#### What to work on:
Send back the records in full, character for character.
[Start of section]
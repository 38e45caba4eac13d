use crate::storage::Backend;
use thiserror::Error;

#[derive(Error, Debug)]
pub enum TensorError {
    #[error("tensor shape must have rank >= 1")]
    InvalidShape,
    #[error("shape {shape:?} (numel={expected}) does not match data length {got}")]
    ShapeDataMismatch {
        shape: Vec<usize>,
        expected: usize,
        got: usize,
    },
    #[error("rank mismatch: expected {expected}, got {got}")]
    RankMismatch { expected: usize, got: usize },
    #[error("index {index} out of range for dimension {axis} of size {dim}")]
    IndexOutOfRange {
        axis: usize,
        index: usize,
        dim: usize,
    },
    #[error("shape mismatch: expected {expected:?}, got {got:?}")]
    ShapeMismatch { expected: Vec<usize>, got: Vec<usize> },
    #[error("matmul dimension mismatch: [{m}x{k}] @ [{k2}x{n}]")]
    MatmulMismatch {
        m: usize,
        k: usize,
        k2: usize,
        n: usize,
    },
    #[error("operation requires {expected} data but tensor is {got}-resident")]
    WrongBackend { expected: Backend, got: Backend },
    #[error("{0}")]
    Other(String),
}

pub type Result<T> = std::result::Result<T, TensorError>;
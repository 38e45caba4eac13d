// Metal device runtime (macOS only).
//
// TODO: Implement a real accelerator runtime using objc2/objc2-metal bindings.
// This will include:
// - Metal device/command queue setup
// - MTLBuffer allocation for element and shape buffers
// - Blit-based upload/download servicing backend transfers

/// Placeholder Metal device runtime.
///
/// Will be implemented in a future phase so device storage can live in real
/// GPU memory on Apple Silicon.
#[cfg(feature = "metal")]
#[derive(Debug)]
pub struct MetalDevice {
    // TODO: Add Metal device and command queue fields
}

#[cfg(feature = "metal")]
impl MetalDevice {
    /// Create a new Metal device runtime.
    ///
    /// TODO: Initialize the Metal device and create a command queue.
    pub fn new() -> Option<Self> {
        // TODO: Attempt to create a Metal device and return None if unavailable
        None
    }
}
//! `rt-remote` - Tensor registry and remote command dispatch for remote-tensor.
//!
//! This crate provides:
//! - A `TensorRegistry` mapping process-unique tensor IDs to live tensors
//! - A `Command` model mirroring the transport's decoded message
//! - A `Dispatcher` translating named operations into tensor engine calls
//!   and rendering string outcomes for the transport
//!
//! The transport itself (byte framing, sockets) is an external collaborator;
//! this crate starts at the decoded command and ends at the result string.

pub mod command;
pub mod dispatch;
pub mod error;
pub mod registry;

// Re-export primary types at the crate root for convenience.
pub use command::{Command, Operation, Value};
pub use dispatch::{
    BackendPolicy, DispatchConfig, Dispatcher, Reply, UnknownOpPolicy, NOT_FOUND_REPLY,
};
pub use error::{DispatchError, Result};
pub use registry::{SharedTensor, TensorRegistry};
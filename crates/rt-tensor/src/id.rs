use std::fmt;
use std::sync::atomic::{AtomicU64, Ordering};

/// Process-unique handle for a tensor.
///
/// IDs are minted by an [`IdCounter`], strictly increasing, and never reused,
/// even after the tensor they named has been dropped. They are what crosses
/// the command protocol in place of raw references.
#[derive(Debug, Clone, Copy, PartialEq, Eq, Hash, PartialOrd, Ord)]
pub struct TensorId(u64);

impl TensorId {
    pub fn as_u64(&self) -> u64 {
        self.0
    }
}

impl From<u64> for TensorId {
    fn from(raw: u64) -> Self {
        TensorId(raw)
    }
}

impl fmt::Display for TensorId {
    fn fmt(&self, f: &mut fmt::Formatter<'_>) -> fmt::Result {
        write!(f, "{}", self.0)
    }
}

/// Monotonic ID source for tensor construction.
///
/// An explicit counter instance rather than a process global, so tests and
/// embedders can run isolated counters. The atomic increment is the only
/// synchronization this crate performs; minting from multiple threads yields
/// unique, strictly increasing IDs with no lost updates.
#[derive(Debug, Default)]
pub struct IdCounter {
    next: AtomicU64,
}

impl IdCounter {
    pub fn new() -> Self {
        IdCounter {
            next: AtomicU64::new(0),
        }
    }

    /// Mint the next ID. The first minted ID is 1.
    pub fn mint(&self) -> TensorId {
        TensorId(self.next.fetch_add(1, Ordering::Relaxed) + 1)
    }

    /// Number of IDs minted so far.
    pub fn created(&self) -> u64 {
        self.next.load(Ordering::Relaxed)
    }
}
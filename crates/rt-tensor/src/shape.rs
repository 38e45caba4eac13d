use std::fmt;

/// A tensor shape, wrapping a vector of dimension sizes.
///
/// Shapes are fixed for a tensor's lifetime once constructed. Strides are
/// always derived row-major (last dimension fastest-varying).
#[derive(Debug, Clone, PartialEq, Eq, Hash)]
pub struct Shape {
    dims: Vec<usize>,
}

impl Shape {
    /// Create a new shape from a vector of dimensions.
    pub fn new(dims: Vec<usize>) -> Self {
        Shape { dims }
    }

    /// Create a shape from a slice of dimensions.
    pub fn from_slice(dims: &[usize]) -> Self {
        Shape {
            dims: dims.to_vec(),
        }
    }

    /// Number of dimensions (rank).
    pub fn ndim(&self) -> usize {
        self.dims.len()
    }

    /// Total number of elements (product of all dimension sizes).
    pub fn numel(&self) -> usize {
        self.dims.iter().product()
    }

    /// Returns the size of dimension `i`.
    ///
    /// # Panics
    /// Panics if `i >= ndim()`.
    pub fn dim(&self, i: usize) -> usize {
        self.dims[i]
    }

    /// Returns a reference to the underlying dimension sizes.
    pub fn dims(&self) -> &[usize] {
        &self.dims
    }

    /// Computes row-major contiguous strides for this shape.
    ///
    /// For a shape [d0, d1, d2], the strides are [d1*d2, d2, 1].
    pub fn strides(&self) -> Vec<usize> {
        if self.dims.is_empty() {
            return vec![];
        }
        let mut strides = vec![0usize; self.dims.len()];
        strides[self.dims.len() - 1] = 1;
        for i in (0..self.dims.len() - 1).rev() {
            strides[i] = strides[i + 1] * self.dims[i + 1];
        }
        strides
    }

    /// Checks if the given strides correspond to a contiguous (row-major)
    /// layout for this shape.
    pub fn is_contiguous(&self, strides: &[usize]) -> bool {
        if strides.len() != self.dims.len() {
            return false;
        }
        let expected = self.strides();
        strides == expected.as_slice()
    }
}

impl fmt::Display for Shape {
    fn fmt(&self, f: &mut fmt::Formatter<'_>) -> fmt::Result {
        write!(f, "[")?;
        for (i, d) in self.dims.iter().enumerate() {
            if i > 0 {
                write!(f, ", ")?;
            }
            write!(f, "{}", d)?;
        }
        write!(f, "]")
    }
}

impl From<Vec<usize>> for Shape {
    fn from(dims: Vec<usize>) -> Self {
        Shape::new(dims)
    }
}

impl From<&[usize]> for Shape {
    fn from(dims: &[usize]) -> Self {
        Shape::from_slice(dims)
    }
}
[End of section]
#### Result:
repository 38e45caba4eac13d
use crate::storage::Backend;
use thiserror::Error;

#[derive(Error, Debug)]
pub enum TensorError {
    #[error("tensor shape must have rank >= 1")]
    InvalidShape,
    #[error("shape {shape:?} (numel={expected}) does not match data length {got}")]
    ShapeDataMismatch {
        shape: Vec<usize>,
        expected: usize,
        got: usize,
    },
    #[error("rank mismatch: expected {expected}, got {got}")]
    RankMismatch { expected: usize, got: usize },
    #[error("index {index} out of range for dimension {axis} of size {dim}")]
    IndexOutOfRange {
        axis: usize,
        index: usize,
        dim: usize,
    },
    #[error("shape mismatch: expected {expected:?}, got {got:?}")]
    ShapeMismatch { expected: Vec<usize>, got: Vec<usize> },
    #[error("matmul dimension mismatch: [{m}x{k}] @ [{k2}x{n}]")]
    MatmulMismatch {
        m: usize,
        k: usize,
        k2: usize,
        n: usize,
    },
    #[error("operation requires {expected} data but tensor is {got}-resident")]
    WrongBackend { expected: Backend, got: Backend },
    #[error("{0}")]
    Other(String),
}

pub type Result<T> = std::result::Result<T, TensorError>;
repository 38e45caba4eac13d
// Metal device runtime (macOS only).
//
// TODO: Implement a real accelerator runtime using objc2/objc2-metal bindings.
// This will include:
// - Metal device/command queue setup
// - MTLBuffer allocation for element and shape buffers
// - Blit-based upload/download servicing backend transfers

/// Placeholder Metal device runtime.
///
/// Will be implemented in a future phase so device storage can live in real
/// GPU memory on Apple Silicon.
#[cfg(feature = "metal")]
#[derive(Debug)]
pub struct MetalDevice {
    // TODO: Add Metal device and command queue fields
}

#[cfg(feature = "metal")]
impl MetalDevice {
    /// Create a new Metal device runtime.
    ///
    /// TODO: Initialize the Metal device and create a command queue.
    pub fn new() -> Option<Self> {
        // TODO: Attempt to create a Metal device and return None if unavailable
        None
    }
}
//! `rt-remote` - Tensor registry and remote command dispatch for remote-tensor.
//!
//! This crate provides:
//! - A `TensorRegistry` mapping process-unique tensor IDs to live tensors
//! - A `Command` model mirroring the transport's decoded message
//! - A `Dispatcher` translating named operations into tensor engine calls
//!   and rendering string outcomes for the transport
//!
//! The transport itself (byte framing, sockets) is an external collaborator;
//! this crate starts at the decoded command and ends at the result string.

pub mod command;
pub mod dispatch;
pub mod error;
pub mod registry;

// Re-export primary types at the crate root for convenience.
pub use command::{Command, Operation, Value};
pub use dispatch::{
    BackendPolicy, DispatchConfig, Dispatcher, Reply, UnknownOpPolicy, NOT_FOUND_REPLY,
};
pub use error::{DispatchError, Result};
pub use registry::{SharedTensor, TensorRegistry};
filename crates/rt-tensor/src/id.rs
use std::fmt;
use std::sync::atomic::{AtomicU64, Ordering};

/// Process-unique handle for a tensor.
///
/// IDs are minted by an [`IdCounter`], strictly increasing, and never reused,
/// even after the tensor they named has been dropped. They are what crosses
/// the command protocol in place of raw references.
#[derive(Debug, Clone, Copy, PartialEq, Eq, Hash, PartialOrd, Ord)]
pub struct TensorId(u64);

impl TensorId {
    pub fn as_u64(&self) -> u64 {
        self.0
    }
}

impl From<u64> for TensorId {
    fn from(raw: u64) -> Self {
        TensorId(raw)
    }
}

impl fmt::Display for TensorId {
    fn fmt(&self, f: &mut fmt::Formatter<'_>) -> fmt::Result {
        write!(f, "{}", self.0)
    }
}

/// Monotonic ID source for tensor construction.
///
/// An explicit counter instance rather than a process global, so tests and
/// embedders can run isolated counters. The atomic increment is the only
/// synchronization this crate performs; minting from multiple threads yields
/// unique, strictly increasing IDs with no lost updates.
#[derive(Debug, Default)]
pub struct IdCounter {
    next: AtomicU64,
}

impl IdCounter {
    pub fn new() -> Self {
        IdCounter {
            next: AtomicU64::new(0),
        }
    }

    /// Mint the next ID. The first minted ID is 1.
    pub fn mint(&self) -> TensorId {
        TensorId(self.next.fetch_add(1, Ordering::Relaxed) + 1)
    }

    /// Number of IDs minted so far.
    pub fn created(&self) -> u64 {
        self.next.load(Ordering::Relaxed)
    }
}
filename crates/rt-tensor/src/shape.rs
repository 38e45caba4eac13d
use std::fmt;

/// A tensor shape, wrapping a vector of dimension sizes.
///
/// Shapes are fixed for a tensor's lifetime once constructed. Strides are
/// always derived row-major (last dimension fastest-varying).
#[derive(Debug, Clone, PartialEq, Eq, Hash)]
pub struct Shape {
    dims: Vec<usize>,
}

impl Shape {
    /// Create a new shape from a vector of dimensions.
    pub fn new(dims: Vec<usize>) -> Self {
        Shape { dims }
    }

    /// Create a shape from a slice of dimensions.
    pub fn from_slice(dims: &[usize]) -> Self {
        Shape {
            dims: dims.to_vec(),
        }
    }

    /// Number of dimensions (rank).
    pub fn ndim(&self) -> usize {
        self.dims.len()
    }

    /// Total number of elements (product of all dimension sizes).
    pub fn numel(&self) -> usize {
        self.dims.iter().product()
    }

    /// Returns the size of dimension `i`.
    ///
    /// # Panics
    /// Panics if `i >= ndim()`.
    pub fn dim(&self, i: usize) -> usize {
        self.dims[i]
    }

    /// Returns a reference to the underlying dimension sizes.
    pub fn dims(&self) -> &[usize] {
        &self.dims
    }

    /// Computes row-major contiguous strides for this shape.
    ///
    /// For a shape [d0, d1, d2], the strides are [d1*d2, d2, 1].
    pub fn strides(&self) -> Vec<usize> {
        if self.dims.is_empty() {
            return vec![];
        }
        let mut strides = vec![0usize; self.dims.len()];
        strides[self.dims.len() - 1] = 1;
        for i in (0..self.dims.len() - 1).rev() {
            strides[i] = strides[i + 1] * self.dims[i + 1];
        }
        strides
    }

    /// Checks if the given strides correspond to a contiguous (row-major)
    /// layout for this shape.
    pub fn is_contiguous(&self, strides: &[usize]) -> bool {
        if strides.len() != self.dims.len() {
            return false;
        }
        let expected = self.strides();
        strides == expected.as_slice()
    }
}

impl fmt::Display for Shape {
    fn fmt(&self, f: &mut fmt::Formatter<'_>) -> fmt::Result {
        write!(f, "[")?;
        for (i, d) in self.dims.iter().enumerate() {
            if i > 0 {
                write!(f, ", ")?;
            }
            write!(f, "{}", d)?;
        }
        write!(f, "]")
    }
}

impl From<Vec<usize>> for Shape {
    fn from(dims: Vec<usize>) -> Self {
        Shape::new(dims)
    }
}

impl From<&[usize]> for Shape {
    fn from(dims: &[usize]) -> Self {
        Shape::from_slice(dims)
    }
}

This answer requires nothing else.